Vrath found it more difficult than he would have imagined to compose his thoughts. “A freighter is en route to Coruscant. A Jedi is aboard.”
“Just one?”
“As far as I know just one, yes,” Vrath said, nodding. “A woman. Human, mid-thirties, I’d say. Long, light brown hair. She is flying with a man named Zeerid Korr. As far as I know, they are the only crew.”
“How do you know this woman is a Jedi?”
Vrath was starting to feel cold. He had to work to keep his voice steady. “I saw her using a green lightsaber. I saw her do things with the Force.” He held up his hands to show Malgus his wrists, still red from the binders Malgus had unlocked. “Things like this.”
Malgus eased half a step closer to Vrath and Vrath felt decidedly overwhelmed. “Tell me then, Vrath Xizor, what else is aboard this ship and why and when it is coming to Coruscant?”
Vrath bumped up against the doors behind him. He considered lying but did not think he could pull it off.
“Engspice, my lord. The ship is carrying engspice.”
He saw connections being made, conclusions being drawn, and more questions forming in the deep wells of Malgus’s eyes.
“This Zeerid Korr is a spicerunner?”
“He is.”
“Why would a Jedi associate with a spicerunner, Vrath Xizor?”
“I … don’t know, my lord.”
“And you?” Malgus loomed over him, all dark eyes, all dark armor, all dark power. “Are you a spicerunner? A business rival, maybe?”
The lie exited his mouth before wisdom could stop it. “No, no, I am a former Imperial. A sniper. I’m … I’m just doing my part for the Empire, my lord.”
Malgus inhaled deeply, exhaled, the mechanical sound heavy with disappointment. “You are a poor liar. You are a rival spicerunner, or a killer in service to one of the syndicates that runs spice.”
Vrath dared not deny it. He stood there, frozen, pinioned by Malgus’s eyes.
“When is this freighter due to arrive?” Malgus asked. “And how do they plan to get through the blockade?”

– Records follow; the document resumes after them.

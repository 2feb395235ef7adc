//! I/O adapters for the generator's external collaborators.

pub mod answer_store;
pub mod component_config;
pub mod config;
pub mod prompt;
pub mod reporter;
pub mod workspace;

Vrath found his mouth was dry. He cleared his throat. “They are coming soon. Today. They must.”
“Because of the engspice?”
Vrath could not meet Malgus’s eyes. “Yes. I don’t know how they intend to get through, but I know they will try.”
Malgus stared at him for a long second that felt like an eternity to Vrath.
“You will remain on the bridge, Vrath Xizor. If this freighter and the Jedi it carries show up, I will overlook your illegal flight into restricted space. Perhaps I will even compensate you for your service. But if the ship doesn’t show then I will devise a … suitable punishment for a spicerunner found in restricted space. Does that seem to you unreasonable?”
Vrath choked on his response. “No, my lord.”
“Excellent.”
Malgus turned from Vrath and Vrath felt as though the air had become easier to breathe. Malgus took a seat in his command chair and spoke to Commander Jard.
“Commander, intensify all scanning until further notice. Any unusual readings are to be reported to me. And dispatch a squad of fighters to put eyes on all incoming ships.”
“Most of the fighter fleet is otherwise assigned, my lord.”
“Use shuttles then.”
“Yes, my lord,” answered Jard.
Vrath stared at the cruiser’s viewscreen, hoping that Zeerid had not scratched the run for some reason. Or just as bad, that Zeerid had somehow beaten him to Coruscant and already snuck through the blockade.
He had never before felt so vulnerable.
“We have to jump right on their heels, Aryn.”
Aryn did not bother to respond. She dwelled in the Force, floated in and on the warm network of lines that connected all things, one to another. Her consciousness expanded to see and feel everything near her. She focused on her perception of the passage of time, first on how it felt as she moved through it, then on spreading it, stretching it, until she could linger in a millisecond as if it were a moment, then a minute. To Zeerid it would appear that she were a blur of motion, existing simultaneously in multiple places. To her, it felt as if the universe around her had stilled. She smiled, seeing the moments that hung before her, each millisecond a long moment in which she could think, in which she could act. The effort taxed her, and she knew she could not maintain it for long.
“Watch the scanner,” Zeerid said, his words a lifetime in the utterance.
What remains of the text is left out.